> [What you are asked to do]: The full data, repeated exactly, is the only answer needed.

> [Material for the task]:
***

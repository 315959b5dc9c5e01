//! Per-request context threaded through locking strategy calls.

/// State one request carries between `get` and `set`/`delete`.
#[derive(Debug, Clone, Default, PartialEq, Eq)]
pub struct RequestContext {
    /// Encoded body observed at read time (or last written), for change detection.
    pub prior_body: Option<Vec<u8>>,

    /// No record existed for this id when the request started.
    pub is_new: bool,

    /// Holder token of the lock this request owns, if any.
    pub lock_token: Option<String>,

    /// Correlation id supplied by the host, for logging.
    pub request_id: Option<String>,
}

impl RequestContext {
    /// Context for an id that was presented by the client.
    #[must_use]
    pub fn new() -> Self {
        Self::default()
    }

    /// Context for a session that has never been stored.
    #[must_use]
    pub fn for_new_session() -> Self {
        Self {
            is_new: true,
            ..Self::default()
        }
    }

    /// Attach a correlation id.
    #[must_use]
    pub fn with_request_id(mut self, request_id: impl Into<String>) -> Self {
        self.request_id = Some(request_id.into());
        self
    }

    /// Returns `true` while this request holds a lock.
    #[must_use]
    pub const fn holds_lock(&self) -> bool {
        self.lock_token.is_some()
    }
}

***

> [Output for this exercise]:
repository 315959b5dc9c5e01
//! Per-request context threaded through locking strategy calls.

/// State one request carries between `get` and `set`/`delete`.
#[derive(Debug, Clone, Default, PartialEq, Eq)]
pub struct RequestContext {
    /// Encoded body observed at read time (or last written), for change detection.
    pub prior_body: Option<Vec<u8>>,

    /// No record existed for this id when the request started.
    pub is_new: bool,

    /// Holder token of the lock this request owns, if any.
    pub lock_token: Option<String>,

    /// Correlation id supplied by the host, for logging.
    pub request_id: Option<String>,
}

impl RequestContext {
    /// Context for an id that was presented by the client.
    #[must_use]
    pub fn new() -> Self {
        Self::default()
    }

    /// Context for a session that has never been stored.
    #[must_use]
    pub fn for_new_session() -> Self {
        Self {
            is_new: true,
            ..Self::default()
        }
    }

    /// Attach a correlation id.
    #[must_use]
    pub fn with_request_id(mut self, request_id: impl Into<String>) -> Self {
        self.request_id = Some(request_id.into());
        self
    }

    /// Returns `true` while this request holds a lock.
    #[must_use]
    pub const fn holds_lock(&self) -> bool {
        self.lock_token.is_some()
    }
}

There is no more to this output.